● **WORK REQUEST**: Go through the entries below from the first line and output each one exactly, up to and including the line with "if ptr == 0".

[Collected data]
□ □ □ □ □
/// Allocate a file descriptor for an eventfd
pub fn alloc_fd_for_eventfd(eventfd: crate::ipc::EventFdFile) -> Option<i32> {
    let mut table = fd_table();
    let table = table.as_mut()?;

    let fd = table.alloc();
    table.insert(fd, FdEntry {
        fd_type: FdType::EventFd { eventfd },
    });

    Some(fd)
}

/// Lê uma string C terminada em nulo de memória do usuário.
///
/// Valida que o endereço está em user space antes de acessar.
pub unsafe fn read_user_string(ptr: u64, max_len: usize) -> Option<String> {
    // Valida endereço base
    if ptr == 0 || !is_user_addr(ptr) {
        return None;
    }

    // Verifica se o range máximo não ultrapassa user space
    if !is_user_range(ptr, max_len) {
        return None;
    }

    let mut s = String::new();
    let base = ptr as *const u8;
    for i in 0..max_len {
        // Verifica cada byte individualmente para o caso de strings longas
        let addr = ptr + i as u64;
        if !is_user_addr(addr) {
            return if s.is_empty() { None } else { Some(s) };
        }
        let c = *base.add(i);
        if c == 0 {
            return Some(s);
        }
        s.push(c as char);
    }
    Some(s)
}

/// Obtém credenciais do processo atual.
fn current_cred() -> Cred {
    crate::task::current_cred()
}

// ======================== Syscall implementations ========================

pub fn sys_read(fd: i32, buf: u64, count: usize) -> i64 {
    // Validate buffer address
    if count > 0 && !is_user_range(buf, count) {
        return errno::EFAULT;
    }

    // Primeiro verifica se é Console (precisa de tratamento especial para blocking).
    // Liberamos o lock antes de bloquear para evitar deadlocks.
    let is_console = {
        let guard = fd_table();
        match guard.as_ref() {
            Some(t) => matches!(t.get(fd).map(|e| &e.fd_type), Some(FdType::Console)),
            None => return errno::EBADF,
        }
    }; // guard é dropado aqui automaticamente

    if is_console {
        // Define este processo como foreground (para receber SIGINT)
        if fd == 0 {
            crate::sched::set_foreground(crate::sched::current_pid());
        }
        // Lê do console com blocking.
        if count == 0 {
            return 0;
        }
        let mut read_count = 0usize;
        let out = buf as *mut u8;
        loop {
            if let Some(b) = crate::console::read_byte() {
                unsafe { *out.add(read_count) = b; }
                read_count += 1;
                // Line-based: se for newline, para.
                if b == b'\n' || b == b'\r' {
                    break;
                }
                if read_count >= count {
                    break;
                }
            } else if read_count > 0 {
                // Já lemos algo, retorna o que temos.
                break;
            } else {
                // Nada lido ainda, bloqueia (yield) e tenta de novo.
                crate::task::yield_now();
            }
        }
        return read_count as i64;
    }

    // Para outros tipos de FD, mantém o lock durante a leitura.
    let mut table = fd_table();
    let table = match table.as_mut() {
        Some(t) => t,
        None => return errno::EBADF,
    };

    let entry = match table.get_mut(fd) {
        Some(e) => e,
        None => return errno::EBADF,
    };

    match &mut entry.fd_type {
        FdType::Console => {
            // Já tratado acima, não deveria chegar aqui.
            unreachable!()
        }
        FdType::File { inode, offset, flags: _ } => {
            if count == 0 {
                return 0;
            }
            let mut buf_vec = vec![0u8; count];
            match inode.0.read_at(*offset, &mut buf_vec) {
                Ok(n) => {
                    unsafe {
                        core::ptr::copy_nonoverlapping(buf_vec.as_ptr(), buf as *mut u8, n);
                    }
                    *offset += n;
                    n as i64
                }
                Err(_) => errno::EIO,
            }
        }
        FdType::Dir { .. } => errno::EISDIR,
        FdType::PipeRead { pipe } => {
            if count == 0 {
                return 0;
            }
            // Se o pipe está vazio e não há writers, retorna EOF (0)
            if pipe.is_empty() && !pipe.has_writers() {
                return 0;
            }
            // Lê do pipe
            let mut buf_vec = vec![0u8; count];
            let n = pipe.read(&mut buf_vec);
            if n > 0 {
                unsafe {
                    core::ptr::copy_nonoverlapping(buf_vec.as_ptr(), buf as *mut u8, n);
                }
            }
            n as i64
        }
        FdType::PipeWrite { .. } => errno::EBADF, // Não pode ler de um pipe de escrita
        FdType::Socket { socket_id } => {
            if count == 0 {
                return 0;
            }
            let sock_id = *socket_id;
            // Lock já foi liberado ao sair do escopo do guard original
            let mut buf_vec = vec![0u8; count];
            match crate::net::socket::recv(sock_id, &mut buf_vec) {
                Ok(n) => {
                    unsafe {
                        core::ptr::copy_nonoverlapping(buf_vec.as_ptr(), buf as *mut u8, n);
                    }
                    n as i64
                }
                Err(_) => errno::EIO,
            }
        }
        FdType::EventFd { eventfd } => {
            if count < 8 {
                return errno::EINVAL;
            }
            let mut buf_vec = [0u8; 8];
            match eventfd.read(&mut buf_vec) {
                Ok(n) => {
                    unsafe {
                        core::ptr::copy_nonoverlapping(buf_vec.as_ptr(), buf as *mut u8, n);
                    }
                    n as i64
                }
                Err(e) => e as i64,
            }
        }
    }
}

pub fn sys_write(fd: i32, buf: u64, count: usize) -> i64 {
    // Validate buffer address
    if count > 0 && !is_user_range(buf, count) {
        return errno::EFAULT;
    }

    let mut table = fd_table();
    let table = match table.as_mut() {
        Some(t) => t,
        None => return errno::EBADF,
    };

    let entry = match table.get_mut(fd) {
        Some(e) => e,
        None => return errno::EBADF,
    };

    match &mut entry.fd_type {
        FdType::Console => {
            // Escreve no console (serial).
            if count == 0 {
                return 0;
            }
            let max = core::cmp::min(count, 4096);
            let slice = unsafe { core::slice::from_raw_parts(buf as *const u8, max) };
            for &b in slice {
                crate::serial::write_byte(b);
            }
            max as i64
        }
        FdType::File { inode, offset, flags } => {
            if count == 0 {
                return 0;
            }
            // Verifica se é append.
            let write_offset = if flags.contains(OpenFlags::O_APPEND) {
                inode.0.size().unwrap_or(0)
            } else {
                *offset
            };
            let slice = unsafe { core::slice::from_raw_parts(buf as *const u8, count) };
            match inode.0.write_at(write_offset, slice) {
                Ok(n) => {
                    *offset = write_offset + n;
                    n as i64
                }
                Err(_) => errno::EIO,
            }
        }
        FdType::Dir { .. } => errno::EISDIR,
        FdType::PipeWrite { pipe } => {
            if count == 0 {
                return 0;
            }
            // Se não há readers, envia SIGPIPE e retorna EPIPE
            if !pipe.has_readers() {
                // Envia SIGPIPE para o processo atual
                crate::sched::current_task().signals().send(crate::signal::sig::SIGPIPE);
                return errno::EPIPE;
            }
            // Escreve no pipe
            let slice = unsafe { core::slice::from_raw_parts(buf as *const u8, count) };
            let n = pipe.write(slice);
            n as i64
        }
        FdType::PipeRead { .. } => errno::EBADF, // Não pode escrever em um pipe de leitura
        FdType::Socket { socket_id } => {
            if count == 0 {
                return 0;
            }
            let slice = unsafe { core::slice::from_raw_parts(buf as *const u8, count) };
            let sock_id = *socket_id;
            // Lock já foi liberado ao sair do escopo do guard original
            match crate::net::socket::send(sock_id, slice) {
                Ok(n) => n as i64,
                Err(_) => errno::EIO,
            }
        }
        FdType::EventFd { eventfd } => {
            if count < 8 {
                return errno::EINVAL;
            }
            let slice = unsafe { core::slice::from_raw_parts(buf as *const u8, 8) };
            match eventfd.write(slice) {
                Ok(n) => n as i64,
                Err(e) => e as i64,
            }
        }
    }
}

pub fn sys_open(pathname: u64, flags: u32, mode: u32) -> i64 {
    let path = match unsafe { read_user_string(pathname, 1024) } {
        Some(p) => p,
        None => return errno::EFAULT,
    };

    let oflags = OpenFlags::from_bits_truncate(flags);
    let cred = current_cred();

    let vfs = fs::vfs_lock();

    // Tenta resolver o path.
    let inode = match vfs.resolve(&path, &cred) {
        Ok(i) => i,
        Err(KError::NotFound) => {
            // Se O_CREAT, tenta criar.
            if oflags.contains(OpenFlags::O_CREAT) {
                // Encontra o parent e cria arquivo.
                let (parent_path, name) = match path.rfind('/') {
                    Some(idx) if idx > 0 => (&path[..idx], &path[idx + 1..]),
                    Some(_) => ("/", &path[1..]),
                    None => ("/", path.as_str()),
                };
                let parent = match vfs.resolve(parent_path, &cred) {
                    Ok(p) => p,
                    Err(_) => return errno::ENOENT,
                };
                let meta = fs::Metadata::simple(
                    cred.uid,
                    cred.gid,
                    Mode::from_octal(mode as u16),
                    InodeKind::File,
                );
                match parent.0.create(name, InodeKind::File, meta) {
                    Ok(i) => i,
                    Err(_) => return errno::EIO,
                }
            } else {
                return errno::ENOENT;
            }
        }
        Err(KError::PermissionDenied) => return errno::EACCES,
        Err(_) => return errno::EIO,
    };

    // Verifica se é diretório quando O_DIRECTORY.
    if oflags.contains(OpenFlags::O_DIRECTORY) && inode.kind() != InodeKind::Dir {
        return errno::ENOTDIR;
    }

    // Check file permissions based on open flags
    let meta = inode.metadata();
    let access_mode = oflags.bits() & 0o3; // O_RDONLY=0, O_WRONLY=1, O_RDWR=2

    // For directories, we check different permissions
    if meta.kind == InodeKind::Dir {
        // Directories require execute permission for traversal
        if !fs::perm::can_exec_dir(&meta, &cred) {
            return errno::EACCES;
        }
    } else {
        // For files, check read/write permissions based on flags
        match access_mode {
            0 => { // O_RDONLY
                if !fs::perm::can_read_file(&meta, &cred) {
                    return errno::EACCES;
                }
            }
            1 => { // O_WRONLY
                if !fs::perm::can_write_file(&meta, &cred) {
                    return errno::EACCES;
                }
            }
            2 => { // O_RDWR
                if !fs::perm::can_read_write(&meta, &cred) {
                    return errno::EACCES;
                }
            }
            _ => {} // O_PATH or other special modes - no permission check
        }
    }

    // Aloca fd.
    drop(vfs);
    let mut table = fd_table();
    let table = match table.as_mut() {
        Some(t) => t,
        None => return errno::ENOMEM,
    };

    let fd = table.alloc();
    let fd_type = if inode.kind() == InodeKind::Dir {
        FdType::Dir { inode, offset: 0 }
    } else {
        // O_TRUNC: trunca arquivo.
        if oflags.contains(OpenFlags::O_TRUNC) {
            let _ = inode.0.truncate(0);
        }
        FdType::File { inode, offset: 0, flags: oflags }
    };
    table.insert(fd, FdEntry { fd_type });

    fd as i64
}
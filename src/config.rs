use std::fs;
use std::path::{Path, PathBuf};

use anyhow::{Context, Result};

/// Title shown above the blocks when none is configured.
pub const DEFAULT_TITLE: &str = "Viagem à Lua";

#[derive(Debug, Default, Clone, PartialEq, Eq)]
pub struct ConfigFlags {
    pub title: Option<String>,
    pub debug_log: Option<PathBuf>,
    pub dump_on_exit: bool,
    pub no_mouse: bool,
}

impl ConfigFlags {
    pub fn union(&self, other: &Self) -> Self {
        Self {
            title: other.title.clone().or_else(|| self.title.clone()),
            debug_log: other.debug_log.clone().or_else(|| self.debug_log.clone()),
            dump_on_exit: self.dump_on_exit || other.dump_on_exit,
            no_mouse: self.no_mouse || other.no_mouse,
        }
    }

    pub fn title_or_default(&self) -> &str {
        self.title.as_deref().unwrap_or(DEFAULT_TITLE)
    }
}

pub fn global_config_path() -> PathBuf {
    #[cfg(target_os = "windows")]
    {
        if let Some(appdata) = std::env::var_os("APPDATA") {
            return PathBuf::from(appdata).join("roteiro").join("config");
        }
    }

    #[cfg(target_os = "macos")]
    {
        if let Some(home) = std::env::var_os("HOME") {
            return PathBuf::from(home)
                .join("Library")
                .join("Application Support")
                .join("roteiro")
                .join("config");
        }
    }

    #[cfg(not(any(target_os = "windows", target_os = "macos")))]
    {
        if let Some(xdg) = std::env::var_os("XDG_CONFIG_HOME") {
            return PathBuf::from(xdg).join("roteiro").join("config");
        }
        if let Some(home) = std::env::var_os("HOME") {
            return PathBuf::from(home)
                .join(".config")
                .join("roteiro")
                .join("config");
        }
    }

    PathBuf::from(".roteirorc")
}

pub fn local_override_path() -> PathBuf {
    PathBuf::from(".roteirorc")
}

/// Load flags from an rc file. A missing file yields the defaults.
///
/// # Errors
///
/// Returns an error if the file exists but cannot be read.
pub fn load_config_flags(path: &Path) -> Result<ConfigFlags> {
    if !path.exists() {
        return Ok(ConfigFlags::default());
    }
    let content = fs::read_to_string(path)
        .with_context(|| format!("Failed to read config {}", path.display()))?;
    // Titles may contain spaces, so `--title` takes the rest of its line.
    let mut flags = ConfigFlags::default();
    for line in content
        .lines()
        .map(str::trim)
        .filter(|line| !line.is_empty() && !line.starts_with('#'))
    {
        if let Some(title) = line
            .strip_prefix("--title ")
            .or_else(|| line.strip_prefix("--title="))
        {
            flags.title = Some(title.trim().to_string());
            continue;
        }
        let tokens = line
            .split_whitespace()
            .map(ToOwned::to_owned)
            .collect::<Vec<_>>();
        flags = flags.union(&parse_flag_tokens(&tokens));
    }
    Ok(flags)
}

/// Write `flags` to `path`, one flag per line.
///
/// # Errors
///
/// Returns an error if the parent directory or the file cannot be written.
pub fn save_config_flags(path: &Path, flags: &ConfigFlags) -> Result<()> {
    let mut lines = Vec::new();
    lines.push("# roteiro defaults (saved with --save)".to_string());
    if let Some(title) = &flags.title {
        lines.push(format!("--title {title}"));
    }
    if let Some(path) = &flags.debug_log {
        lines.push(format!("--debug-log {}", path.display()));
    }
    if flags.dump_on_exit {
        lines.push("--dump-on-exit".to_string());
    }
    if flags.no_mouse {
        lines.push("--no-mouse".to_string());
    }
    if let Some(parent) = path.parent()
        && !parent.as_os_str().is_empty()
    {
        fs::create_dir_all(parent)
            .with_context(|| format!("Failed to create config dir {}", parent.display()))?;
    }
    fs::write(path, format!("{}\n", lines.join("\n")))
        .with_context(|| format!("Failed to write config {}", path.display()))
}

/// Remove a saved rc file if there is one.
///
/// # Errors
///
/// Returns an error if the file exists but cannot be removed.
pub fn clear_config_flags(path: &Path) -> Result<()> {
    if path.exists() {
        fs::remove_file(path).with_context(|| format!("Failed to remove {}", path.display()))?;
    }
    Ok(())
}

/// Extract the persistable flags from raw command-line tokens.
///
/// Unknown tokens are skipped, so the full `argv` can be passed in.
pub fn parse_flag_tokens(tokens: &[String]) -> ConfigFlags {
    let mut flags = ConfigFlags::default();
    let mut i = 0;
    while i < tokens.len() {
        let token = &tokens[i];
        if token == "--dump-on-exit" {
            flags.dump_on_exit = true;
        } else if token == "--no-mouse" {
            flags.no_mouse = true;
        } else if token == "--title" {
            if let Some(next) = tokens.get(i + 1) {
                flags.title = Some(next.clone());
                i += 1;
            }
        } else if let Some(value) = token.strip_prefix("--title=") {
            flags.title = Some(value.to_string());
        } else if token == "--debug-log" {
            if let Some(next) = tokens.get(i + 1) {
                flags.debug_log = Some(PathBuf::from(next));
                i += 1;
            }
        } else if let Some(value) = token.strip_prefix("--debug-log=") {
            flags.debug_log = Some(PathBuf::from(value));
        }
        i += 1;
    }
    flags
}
□ □ □ □ □
● **EXPECTED OUTPUT**:
/// Allocate a file descriptor for an eventfd
pub fn alloc_fd_for_eventfd(eventfd: crate::ipc::EventFdFile) -> Option<i32> {
    let mut table = fd_table();
    let table = table.as_mut()?;

    let fd = table.alloc();
    table.insert(fd, FdEntry {
        fd_type: FdType::EventFd { eventfd },
    });

    Some(fd)
}

/// Lê uma string C terminada em nulo de memória do usuário.
///
/// Valida que o endereço está em user space antes de acessar.
pub unsafe fn read_user_string(ptr: u64, max_len: usize) -> Option<String> {
    // Valida endereço base
    if ptr == 0 || !is_user_addr(ptr) {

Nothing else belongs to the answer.